Still, there is a lot to be excited for in 2013. I’m excited to welcome back old friends and meet new ones. I’m excited to continue to watch my kids grow and explore and say funny things. I’m excited to watch my husband and his teammates play and win at BC Place. I’m excited for another beautiful, humidity free summer. I’m excited to visit the East Coast and my family and childhood friends, and hopefully show some of them the goods the West Coast has to offer as well. I’m excited for babies being born this year. I’m excited for growth and progress and yes, even more change, in whatever form it comes in, because it’s sure to come.
But, as I think about excitement, I’m not sure that’s fully how I want to welcome 2013. Excitement is exhausting. The state of being in it is, at least. I’ll be sure to get burnt out, and disappointed when things that were supposed to be exciting, aren’t. Instead I want to enter this year hopeful.
I’m hopeful that this year I will be joyful, creative, contented, thankful. And all this even when things don’t go as I plan, or when I feel discouraged and frustrated. Excitement easily varies based on circumstances, but hope is solid, and constant, based on what is true.

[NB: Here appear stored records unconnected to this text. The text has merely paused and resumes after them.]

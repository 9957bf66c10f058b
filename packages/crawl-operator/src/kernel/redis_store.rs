//! Redis-backed progress store.

use anyhow::{Context, Result};
use async_trait::async_trait;
use redis::aio::MultiplexedConnection;
use redis::AsyncCommands;
use std::sync::Arc;

use crate::kernel::{BaseProgressStore, BaseProgressStoreConnector};

pub struct RedisProgressStore {
    conn: MultiplexedConnection,
}

impl RedisProgressStore {
    pub async fn connect(url: &str) -> Result<Self> {
        let client = redis::Client::open(url).context("Invalid progress store URL")?;
        let conn = client
            .get_multiplexed_async_connection()
            .await
            .context("Failed to connect to progress store")?;
        Ok(Self { conn })
    }

    fn conn(&self) -> MultiplexedConnection {
        self.conn.clone()
    }
}

#[async_trait]
impl BaseProgressStore for RedisProgressStore {
    async fn ping(&self) -> Result<()> {
        let _: String = redis::cmd("PING")
            .query_async(&mut self.conn())
            .await
            .context("PING failed")?;
        Ok(())
    }

    async fn lpop(&self, key: &str) -> Result<Option<String>> {
        let value: Option<String> = self
            .conn()
            .lpop(key, None)
            .await
            .with_context(|| format!("LPOP {} failed", key))?;
        Ok(value)
    }

    async fn lrange(&self, key: &str, start: isize, stop: isize) -> Result<Vec<String>> {
        let values: Vec<String> = self
            .conn()
            .lrange(key, start, stop)
            .await
            .with_context(|| format!("LRANGE {} failed", key))?;
        Ok(values)
    }

    async fn llen(&self, key: &str) -> Result<u64> {
        let len: u64 = self
            .conn()
            .llen(key)
            .await
            .with_context(|| format!("LLEN {} failed", key))?;
        Ok(len)
    }

    async fn scard(&self, key: &str) -> Result<u64> {
        let len: u64 = self
            .conn()
            .scard(key)
            .await
            .with_context(|| format!("SCARD {} failed", key))?;
        Ok(len)
    }

    async fn get_counter(&self, key: &str) -> Result<u64> {
        let value: Option<u64> = self
            .conn()
            .get(key)
            .await
            .with_context(|| format!("GET {} failed", key))?;
        Ok(value.unwrap_or(0))
    }

    async fn incr_by(&self, key: &str, delta: u64) -> Result<u64> {
        let value: u64 = self
            .conn()
            .incr(key, delta)
            .await
            .with_context(|| format!("INCRBY {} failed", key))?;
        Ok(value)
    }

    async fn set(&self, key: &str, value: &str) -> Result<()> {
        let _: () = self
            .conn()
            .set(key, value)
            .await
            .with_context(|| format!("SET {} failed", key))?;
        Ok(())
    }

    async fn set_nx(&self, key: &str, value: &str) -> Result<bool> {
        let set: bool = self
            .conn()
            .set_nx(key, value)
            .await
            .with_context(|| format!("SETNX {} failed", key))?;
        Ok(set)
    }

    async fn hvals(&self, key: &str) -> Result<Vec<String>> {
        let values: Vec<String> = self
            .conn()
            .hvals(key)
            .await
            .with_context(|| format!("HVALS {} failed", key))?;
        Ok(values)
    }

    async fn hget(&self, key: &str, field: &str) -> Result<Option<String>> {
        let value: Option<String> = self
            .conn()
            .hget(key, field)
            .await
            .with_context(|| format!("HGET {} {} failed", key, field))?;
        Ok(value)
    }
}

/// Opens a fresh multiplexed connection per crawl.
#[derive(Debug, Clone, Default)]
pub struct RedisConnector;

#[async_trait]
impl BaseProgressStoreConnector for RedisConnector {
    async fn connect(&self, url: &str) -> Result<Arc<dyn BaseProgressStore>> {
        let store = RedisProgressStore::connect(url).await?;
        Ok(Arc::new(store))
    }
}
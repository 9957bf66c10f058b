// HTTP server setup (Axum webhooks for the controller)
pub mod app;
pub mod routes;

pub use app::*;
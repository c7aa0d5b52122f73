//! Query execution against the active handle.

use super::auth::truncate_for_log;
use super::client::ConnectionHandle;
use super::connection::ConnectionRegistry;
use super::types::KustoResponse;
use crate::constants::LOG_QUERY_MAX_LEN;
use crate::error::KustoError;
use std::sync::atomic::{AtomicUsize, Ordering};
use std::sync::Arc;
use std::time::Instant;
use tracing::{debug, warn};

/// Outcome of running a query.
///
/// Every failure is reduced to its message; an empty result is still a success.
#[derive(Debug, Clone, PartialEq)]
pub enum QueryOutcome {
    Success(KustoResponse),
    Failure(String),
}

impl QueryOutcome {
    pub fn is_success(&self) -> bool {
        matches!(self, QueryOutcome::Success(_))
    }

    /// Reply of a successful run.
    pub fn response(&self) -> Option<&KustoResponse> {
        match self {
            QueryOutcome::Success(response) => Some(response),
            QueryOutcome::Failure(_) => None,
        }
    }

    /// Message of a failed run.
    pub fn error(&self) -> Option<&str> {
        match self {
            QueryOutcome::Success(_) => None,
            QueryOutcome::Failure(message) => Some(message),
        }
    }

    pub fn into_result(self) -> Result<KustoResponse, String> {
        match self {
            QueryOutcome::Success(response) => Ok(response),
            QueryOutcome::Failure(message) => Err(message),
        }
    }
}

/// Run `query` on `handle` in its own task.
///
/// The caller's task only awaits the join handle. A panic inside the backend
/// call is reported as an internal error.
pub async fn dispatch(
    handle: ConnectionHandle,
    database: String,
    query: String,
) -> Result<KustoResponse, KustoError> {
    let task = tokio::spawn(async move { handle.execute(&database, &query).await });
    match task.await {
        Ok(result) => result,
        Err(e) => Err(KustoError::internal(format!("query task failed: {}", e))),
    }
}

/// Runs queries against the registry's active handle.
#[derive(Clone)]
pub struct QueryExecutor {
    registry: Arc<ConnectionRegistry>,
    in_flight: Arc<AtomicUsize>,
}

/// Decrements the in-flight counter when a run ends, however it ends.
struct InFlightGuard(Arc<AtomicUsize>);

impl InFlightGuard {
    fn enter(counter: &Arc<AtomicUsize>) -> Self {
        counter.fetch_add(1, Ordering::SeqCst);
        Self(counter.clone())
    }
}

impl Drop for InFlightGuard {
    fn drop(&mut self) {
        self.0.fetch_sub(1, Ordering::SeqCst);
    }
}

impl QueryExecutor {
    pub fn new(registry: Arc<ConnectionRegistry>) -> Self {
        Self {
            registry,
            in_flight: Arc::new(AtomicUsize::new(0)),
        }
    }

    /// Run a query against the active handle.
    pub async fn run(&self, query: &str) -> QueryOutcome {
        let Some((handle, database)) = self.registry.current_target() else {
            return QueryOutcome::Failure(KustoError::NoActiveConnection.to_string());
        };

        let _guard = InFlightGuard::enter(&self.in_flight);
        let start = Instant::now();
        debug!(
            "Executing query on {}: {}",
            database,
            truncate_for_log(query, LOG_QUERY_MAX_LEN)
        );

        match dispatch(handle, database, query.to_string()).await {
            Ok(response) => {
                debug!(
                    "Query completed: {} table(s) in {} ms",
                    response.tables.len(),
                    start.elapsed().as_millis()
                );
                QueryOutcome::Success(response)
            }
            Err(e) => {
                warn!("Query failed after {} ms: {}", start.elapsed().as_millis(), e);
                QueryOutcome::Failure(e.to_string())
            }
        }
    }

    /// Number of queries currently running.
    pub fn in_flight(&self) -> usize {
        self.in_flight.load(Ordering::SeqCst)
    }

    pub fn registry(&self) -> &Arc<ConnectionRegistry> {
        &self.registry
    }
}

I’m hopeful to live in the moment and not compare myself to others, to remember that these days pass quickly and snuggles won’t come so easily so soon. I’m hopeful to be excited for my friends when good things happen to them. I’m hopeful to remember I have much to be thankful for. I’m hopeful to focus on the positive, because it can be found in every situation. I’m hopeful to read and write and create and not limit myself this year. I’m hopeful to not feel defeated when I can’t because kitchens still need cleaning and little people still need loving. I’m hopeful for date nights and beach days and Spring walks and good food and music. I’m hopeful, simply, to focus on the good, and to remember that there is hope in the midst of the bad.
A hopeful 2013.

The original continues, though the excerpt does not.